Design matrix

Design matrix

In statistics, a design matrix is a matrix of explanatory variables, often denoted by X, that is used in certain statistical models, e.g., the general linear model.[1][2] It can contain indicator variables (ones and zeros) that indicate group membership in an ANOVA.

The design matrix represents the independent variables in statistical models which describe observed data (often called dependent variables) in terms of other known variables (explanatory variables).

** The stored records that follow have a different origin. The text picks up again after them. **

//! Adapters between the outside world and the booking flow.

pub mod csv;
use std::path::Path;

pub fn write_properties_csv(
    path: &Path,
    rows: &[(&str, &str, &str, &str, &str)],
) -> csv::Result<()> {
    let mut wtr = csv::WriterBuilder::new().from_path(path)?;
    wtr.write_record(["id", "nightly_price", "cleaning_fee", "service_fee", "currency"])?;
    for (id, nightly, cleaning, service, currency) in rows {
        wtr.write_record([id, nightly, cleaning, service, currency])?;
    }
    wtr.flush()?;
    Ok(())
}

pub fn write_reservations_csv(path: &Path, rows: &[(&str, &str, &str, &str)]) -> csv::Result<()> {
    let mut wtr = csv::WriterBuilder::new().from_path(path)?;
    wtr.write_record(["property_id", "start", "end", "status"])?;
    for (property_id, start, end, status) in rows {
        wtr.write_record([property_id, start, end, status])?;
    }
    wtr.flush()?;
    Ok(())
}

pub fn write_requests_csv(path: &Path, rows: &[(&str, &str, &str, &str)]) -> csv::Result<()> {
    let mut wtr = csv::WriterBuilder::new().from_path(path)?;
    wtr.write_record(["property_id", "start_date", "end_date", "guests"])?;
    for (property_id, start, end, guests) in rows {
        wtr.write_record([property_id, start, end, guests])?;
    }
    wtr.flush()?;
    Ok(())
}
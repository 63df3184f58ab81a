use super::property::PropertyPricing;
use crate::error::{BookingError, Result};
use serde::Serialize;

/// Deterministic pricing breakdown for a stay, in integer minor currency
/// units.
#[derive(Debug, Clone, PartialEq, Serialize)]
pub struct Quote {
    pub nights: i64,
    pub subtotal: i64,
    pub total: i64,
    pub currency: String,
}

/// Derives the charge for a stay: `subtotal = nightly_price * nights`,
/// `total = subtotal + cleaning_fee + service_fee`.
///
/// Exact integer arithmetic only. The total is already in the smallest
/// currency unit the payment provider expects; a non-positive (or
/// overflowing) charge is a data problem and fails `FailedPrecondition`.
pub fn quote_stay(pricing: &PropertyPricing, nights: i64) -> Result<Quote> {
    let subtotal = pricing
        .nightly_price
        .checked_mul(nights)
        .ok_or_else(|| overflow("subtotal"))?;
    let total = subtotal
        .checked_add(pricing.cleaning_fee)
        .and_then(|t| t.checked_add(pricing.service_fee))
        .ok_or_else(|| overflow("total"))?;

    if total <= 0 {
        return Err(BookingError::FailedPrecondition(
            "calculated payment amount is invalid".to_string(),
        ));
    }

    Ok(Quote {
        nights,
        subtotal,
        total,
        currency: pricing.currency.clone(),
    })
}

fn overflow(field: &str) -> BookingError {
    BookingError::FailedPrecondition(format!("stay {field} overflows the charge amount"))
}

#[cfg(test)]
mod tests {
    use super::*;
    use rand::Rng;

    fn pricing(nightly: i64, cleaning: i64, service: i64) -> PropertyPricing {
        PropertyPricing {
            nightly_price: nightly,
            cleaning_fee: cleaning,
            service_fee: service,
            currency: "eur".to_string(),
        }
    }

    #[test]
    fn test_quote_three_nights() {
        let quote = quote_stay(&pricing(10_000, 150, 300), 3).unwrap();
        assert_eq!(quote.nights, 3);
        assert_eq!(quote.subtotal, 30_000);
        assert_eq!(quote.total, 30_450);
        assert_eq!(quote.currency, "eur");
    }

    #[test]
    fn test_quote_is_exact_over_randomized_inputs() {
        let mut rng = rand::thread_rng();
        for _ in 0..10_000 {
            let nightly = rng.gen_range(1..=1_000_000);
            let nights = rng.gen_range(1..=365);
            let cleaning = rng.gen_range(0..=100_000);
            let service = rng.gen_range(0..=100_000);

            let quote = quote_stay(&pricing(nightly, cleaning, service), nights).unwrap();
            assert_eq!(quote.subtotal, nightly * nights);
            assert_eq!(quote.total, nightly * nights + cleaning + service);
        }
    }

    #[test]
    fn test_quote_rejects_overflowing_subtotal() {
        let err = quote_stay(&pricing(i64::MAX, 0, 0), 2).unwrap_err();
        assert!(matches!(err, BookingError::FailedPrecondition(_)));
    }

    #[test]
    fn test_quote_rejects_overflowing_total() {
        let err = quote_stay(&pricing(i64::MAX, 1, 0), 1).unwrap_err();
        assert_eq!(err.kind(), "failed-precondition");
    }
}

The theory relating to such models makes substantial use of matrix manipulations involving the design matrix: see for example linear regression. A notable feature of the concept of a design matrix is that it is able to represent a number of different experimental designs and statistical models, e.g., ANOVA, ANCOVA, and linear regression.

Contents

Example

One-way ANOVA

Example with a one-way analysis of variance (ANOVA) with 3 groups and 7 observations. The first column in the design matrix models the grand [global] mean of the ys, while the 3 remaining columns indicate the group membership of each observation. Here the first group consists of the 3 first observations and the next two groups each consist of two observations.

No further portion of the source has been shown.